» Your instructions
In the lines below, find the one that contains "pub struct ReconcileMeasurer" and write it out exactly, along with every line that follows it.

[Records from a data source]
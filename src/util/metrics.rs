use prometheus::{histogram_opts, opts, HistogramVec, IntCounter, IntCounterVec, IntGauge, Registry};
use tokio::time::Instant;

use crate::util::errors::Error;

#[derive(Clone)]
pub struct Metrics {
    pub reconciliations: IntCounter,
    pub failures: IntCounterVec,
    pub reconcile_duration: HistogramVec,
    pub managed_clusters: IntGauge,
}

impl Default for Metrics {
    fn default() -> Self {
        let reconcile_duration = HistogramVec::new(
            histogram_opts!(
                "controller_reconcile_duration_seconds",
                "The duration of reconcile to complete in seconds",
            )
            .buckets(vec![0.01, 0.1, 0.25, 0.5, 1., 5., 15., 60., 300., 1800.]),
            &["cluster"],
        )
        .unwrap();
        let failures = IntCounterVec::new(
            opts!("controller_reconciliation_errors_total", "reconciliation errors",),
            &["cluster", "error"],
        )
        .unwrap();
        let reconciliations = IntCounter::new("reconciliations_total", "reconciliations").unwrap();
        let managed_clusters =
            IntGauge::new("managed_clusters", "clusters with a running controller").unwrap();
        Metrics {
            reconciliations,
            failures,
            reconcile_duration,
            managed_clusters,
        }
    }
}

impl Metrics {
    /// Register API metrics to start tracking them.
    pub fn register(self, registry: &Registry) -> Result<Self, prometheus::Error> {
        registry.register(Box::new(self.reconcile_duration.clone()))?;
        registry.register(Box::new(self.failures.clone()))?;
        registry.register(Box::new(self.reconciliations.clone()))?;
        registry.register(Box::new(self.managed_clusters.clone()))?;
        Ok(self)
    }

    pub fn reconcile_failure(&self, cluster: &str, e: &Error) {
        self.failures
            .with_label_values(&[cluster, e.metric_label().as_ref()])
            .inc()
    }

    pub fn count_and_measure(&self, cluster: &str) -> ReconcileMeasurer {
        self.reconciliations.inc();
        ReconcileMeasurer {
            start: Instant::now(),
            metric: self.reconcile_duration.clone(),
            cluster: cluster.to_string(),
        }
    }
}

/// Smart function duration measurer
///
/// Relies on Drop to calculate duration and register the observation in the histogram
pub struct ReconcileMeasurer {
    start: Instant,
    metric: HistogramVec,
    cluster: String,
}

impl Drop for ReconcileMeasurer {
    fn drop(&mut self) {
        #[allow(clippy::cast_precision_loss)]
        let duration = self.start.elapsed().as_millis() as f64 / 1000.0;
        self.metric
            .with_label_values(&[self.cluster.as_str()])
            .observe(duration);
    }
}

» Solution to the problem
pub struct ReconcileMeasurer {
    start: Instant,
    metric: HistogramVec,
    cluster: String,
}

impl Drop for ReconcileMeasurer {
    fn drop(&mut self) {
        #[allow(clippy::cast_precision_loss)]
        let duration = self.start.elapsed().as_millis() as f64 / 1000.0;
        self.metric
            .with_label_values(&[self.cluster.as_str()])
            .observe(duration);
    }
}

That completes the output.